It happened again the other day, but this time, I had to witness it for myself.
Matt is once again explaining to the parking enforcement officer (meter maid) that the vehicle in front of him is indeed a truck.

First, he notes the "commercial" license plate on the vehicle. Ticket guy keeps writing. Then, he asks, "What type of vehicle is this." "It's not a truck," he replies. So, he decides to play a little game with the guy. "Repeat after me, this is a pick up, what?" "Vehicle," the guy responds. Then, he loses it. "It's a fucking pick up TRUCK." "It's a fucking pick up TRUCK with a fucking commercial license."

Chris and Matt aren't usually hot heads, but after more than 60 or so of these tickets for illegally parking in a commercial truck zone, it's difficult to restrain themselves.

"Asshole," Matt yelled, as the guy was walking away. "Prick." Say that to a real cop and you'll end up in the pokey. But, I can understand their frustration.

They did nothing wrong and everything right and yet, they have to show up in court each time with pictures, like the ones here, to explain to the judge that the vehicle parked in that commercial truck zone is indeed, A FUCKING PICK UP TRUCK!

Friday, June 27, 2008


Film crews love Carroll Gardens. It's tree lined streets with turn of the century brownstones and quaint Mom and Pop shops make it a picture perfect setting for a movie. But, Carroll Gardens doesn't love film crews. They hog up precious parking spaces and they order residents to stop walking on the sidewalk each time they begin shooting. In an old Italian neighborhood where crusty old men chomp on cigars and curse like sailors, this has produced some very vivid and loud exchanges.

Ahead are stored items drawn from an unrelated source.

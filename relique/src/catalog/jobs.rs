//! `jobs` relation.

use crate::catalog::filter::{JobFilter, Page};
use crate::client::Client;
use crate::job::{Job, JobKind, JobStatus};
use crate::module::{BackupMode, Module};
use crate::repository::{Repository, Storage};
use crate::sync::SyncStats;
use crate::utils::{Error, Result};
use chrono::{DateTime, Utc};
use rusqlite::types::ToSql;
use rusqlite::{params, Connection, OptionalExtension, Row};
use uuid::Uuid;

/// Indexed columns of a job. Entities live in the catalog bundle.
#[derive(Debug, Clone, PartialEq)]
pub struct JobRow {
    pub id: i64,
    pub uuid: String,
    pub kind: String,
    pub mode: Option<String>,
    pub status: String,
    pub done: bool,
    pub start_time: Option<String>,
    pub end_time: Option<String>,
    pub module_type: String,
    pub module_name: String,
    pub client_name: String,
    pub repo_name: String,
    pub previous_job_uuid: Option<String>,
    pub restore_image_uuid: Option<String>,
    pub custom_restore_paths: String, // JSON object stored as text
}

fn row_to_job(row: &Row) -> rusqlite::Result<JobRow> {
    Ok(JobRow {
        id: row.get("id")?,
        uuid: row.get("uuid")?,
        kind: row.get("kind")?,
        mode: row.get("mode")?,
        status: row.get("status")?,
        done: row.get("done")?,
        start_time: row.get("start_time")?,
        end_time: row.get("end_time")?,
        module_type: row.get("module_type")?,
        module_name: row.get("module_name")?,
        client_name: row.get("client_name")?,
        repo_name: row.get("repo_name")?,
        previous_job_uuid: row.get("previous_job_uuid")?,
        restore_image_uuid: row.get("restore_image_uuid")?,
        custom_restore_paths: row.get("custom_restore_paths")?,
    })
}

pub(crate) fn parse_uuid(text: &str) -> Result<Uuid> {
    Uuid::parse_str(text).map_err(|e| Error::Invalid(format!("uuid '{text}': {e}")))
}

pub(crate) fn parse_time(text: &str) -> Result<DateTime<Utc>> {
    DateTime::parse_from_rfc3339(text)
        .map(|t| t.with_timezone(&Utc))
        .map_err(|e| Error::Invalid(format!("timestamp '{text}': {e}")))
}

impl JobRow {
    pub fn from_job(job: &Job) -> Result<Self> {
        Ok(JobRow {
            id: job.id.unwrap_or_default(),
            uuid: job.uuid.to_string(),
            kind: job.kind.as_str().to_string(),
            mode: job
                .mode
                .filter(BackupMode::is_known)
                .map(|m| m.as_str().to_string()),
            status: job.status.as_str().to_string(),
            done: job.done,
            start_time: job.start_time.map(|t| t.to_rfc3339()),
            end_time: job.end_time.map(|t| t.to_rfc3339()),
            module_type: job.module.module_type.clone(),
            module_name: job.module.name.clone(),
            client_name: job.client.name.clone(),
            repo_name: job.repository.name().to_string(),
            previous_job_uuid: job.previous_job_uuid.map(|u| u.to_string()),
            restore_image_uuid: job.restore_image_uuid.map(|u| u.to_string()),
            custom_restore_paths: serde_json::to_string(&job.custom_restore_paths)?,
        })
    }

    /// Rebuild a job around the entities read back from its bundle.
    pub fn into_job(
        self,
        client: Client,
        module: Module,
        repository: Repository,
        stats: SyncStats,
    ) -> Result<Job> {
        Ok(Job {
            id: Some(self.id),
            uuid: parse_uuid(&self.uuid)?,
            kind: JobKind::parse(&self.kind)?,
            mode: self.mode.as_deref().map(BackupMode::parse),
            status: JobStatus::parse(&self.status)?,
            done: self.done,
            client,
            module,
            repository,
            start_time: self.start_time.as_deref().map(parse_time).transpose()?,
            end_time: self.end_time.as_deref().map(parse_time).transpose()?,
            previous_job_uuid: self.previous_job_uuid.as_deref().map(parse_uuid).transpose()?,
            restore_image_uuid: self.restore_image_uuid.as_deref().map(parse_uuid).transpose()?,
            custom_restore_paths: serde_json::from_str(&self.custom_restore_paths)?,
            tasks: Vec::new(),
            stats,
        })
    }
}

/// Insert or update the row keyed by `uuid`; returns its insertion key.
pub fn upsert(conn: &Connection, row: &JobRow) -> Result<i64> {
    conn.execute(
        "INSERT INTO jobs (uuid, kind, mode, status, done, start_time, end_time, module_type, module_name, client_name, repo_name, previous_job_uuid, restore_image_uuid, custom_restore_paths)
         VALUES (?1, ?2, ?3, ?4, ?5, ?6, ?7, ?8, ?9, ?10, ?11, ?12, ?13, ?14)
         ON CONFLICT(uuid) DO UPDATE SET
           kind = excluded.kind,
           mode = excluded.mode,
           status = excluded.status,
           done = excluded.done,
           start_time = excluded.start_time,
           end_time = excluded.end_time,
           module_type = excluded.module_type,
           module_name = excluded.module_name,
           client_name = excluded.client_name,
           repo_name = excluded.repo_name,
           previous_job_uuid = excluded.previous_job_uuid,
           restore_image_uuid = excluded.restore_image_uuid,
           custom_restore_paths = excluded.custom_restore_paths",
        params![
            row.uuid,
            row.kind,
            row.mode,
            row.status,
            row.done,
            row.start_time,
            row.end_time,
            row.module_type,
            row.module_name,
            row.client_name,
            row.repo_name,
            row.previous_job_uuid,
            row.restore_image_uuid,
            row.custom_restore_paths,
        ],
    )?;

    let id = conn.query_row(
        "SELECT id FROM jobs WHERE uuid = ?",
        params![row.uuid],
        |r| r.get(0),
    )?;
    Ok(id)
}

pub fn find_by_uuid(conn: &Connection, uuid: &str) -> Result<Option<JobRow>> {
    let row = conn
        .query_row("SELECT * FROM jobs WHERE uuid = ?", params![uuid], row_to_job)
        .optional()?;
    Ok(row)
}

pub fn exists(conn: &Connection, uuid: &str) -> Result<bool> {
    let found: Option<i64> = conn
        .query_row("SELECT id FROM jobs WHERE uuid = ?", params![uuid], |r| r.get(0))
        .optional()?;
    Ok(found.is_some())
}

pub fn search(conn: &Connection, filter: &JobFilter, page: Page) -> Result<Vec<JobRow>> {
    let conditions = filter.conditions();
    let (limit, offset) = page.bounds();
    let sql = format!(
        "SELECT * FROM jobs{} ORDER BY id DESC LIMIT ? OFFSET ?",
        conditions.sql()
    );

    let extra: [&dyn ToSql; 2] = [&limit, &offset];
    let mut stmt = conn.prepare(&sql)?;
    let rows = stmt.query_map(conditions.params(&extra).as_slice(), row_to_job)?;
    Ok(rows.collect::<rusqlite::Result<Vec<_>>>()?)
}

pub fn count(conn: &Connection, filter: &JobFilter) -> Result<u64> {
    let conditions = filter.conditions();
    let sql = format!("SELECT COUNT(*) FROM jobs{}", conditions.sql());
    let count: i64 = conn.query_row(&sql, conditions.params(&[]).as_slice(), |r| r.get(0))?;
    Ok(count.max(0) as u64)
}

/// Most recent done job of `client_name`/`module_type` taken with `mode`.
pub fn find_previous(
    conn: &Connection,
    client_name: &str,
    module_type: &str,
    mode: BackupMode,
) -> Result<Option<JobRow>> {
    let row = conn
        .query_row(
            "SELECT * FROM jobs
             WHERE client_name = ? AND module_type = ? AND mode = ? AND done = 1
             ORDER BY id DESC LIMIT 1",
            params![client_name, module_type, mode.as_str()],
            row_to_job,
        )
        .optional()?;
    Ok(row)
}

/// Close every job left unfinished; returns the uuids that were changed.
pub fn mark_interrupted(conn: &Connection, now: &str) -> Result<Vec<String>> {
    let mut stmt = conn.prepare("SELECT uuid FROM jobs WHERE done = 0")?;
    let uuids = stmt
        .query_map([], |r| r.get::<_, String>(0))?
        .collect::<rusqlite::Result<Vec<_>>>()?;

    conn.execute(
        "UPDATE jobs SET status = 'error', done = 1, end_time = COALESCE(end_time, ?) WHERE done = 0",
        params![now],
    )?;
    Ok(uuids)
}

I'm guessing there will be more of the same this weekend, when crews move in to shoot a movie called, " I Hate Valentines Day." Sounds like some cheap horror film.
This time, they're not just filming for one day on one block. This time they're filming on two residential blocks for two days. I'll update you with stories and pictures next week.

Wednesday, June 25, 2008


Steven didn't know when to shut up. He wasn't a bad guy or anything, he was just drunk. He may have even had a speech impediment, but the bartender at Angry Wades didn't think so. He thought the dude was just plain shit-faced. It's my second time sitting next to the guy, a 40-something fella wearing a button down shirt, loose tie and dress pants. He drinks Miller lite and best we could tell he had been drinking them at a pretty fast clip for about 9-hours already.

When drunk, some people become happy. Others like to fight. Some just talk a lot and do it very loudly. This guy was soft spoken, but had absolutely no train of thought, which might be explained off by his lack of sobriety. But, not really. It's almost like he has Tourettes Syndrome, when a brain malfunction makes you twitch and belt out words and phrases that make no sense.

When I first sat down, he turned to me and said "LLC." (That's a limited liability company) I said, "Excuse me?" His response, "College football." I told him I'm not a big college football fan and he said, "Southern Lebanon." I thought this might be some college I was unfamiliar with, until he blurted out, "Gaza." Okay, I get it, like in the strip, the Palestinian territory in Israel. "Yeah," I said, "It's a mess." "Chinatown!" Now, what the fuck does Chinatown have to do with Gaza or even college football.

This goes on. At this point, I decide to jot down all of his wandering words and thoughts so later I could see if it was some sort of CIA code he was trying to pass along. His train of thought wanders from Parks, to the Sopranos, to Hillary Clinton to (ready, there's actually some sort of thread to follow) Senators and political corruption. I tried to engage him a few times to see if he had any depth of knowledge to any of these utterings, but no. There was no topic, just words and thoughts.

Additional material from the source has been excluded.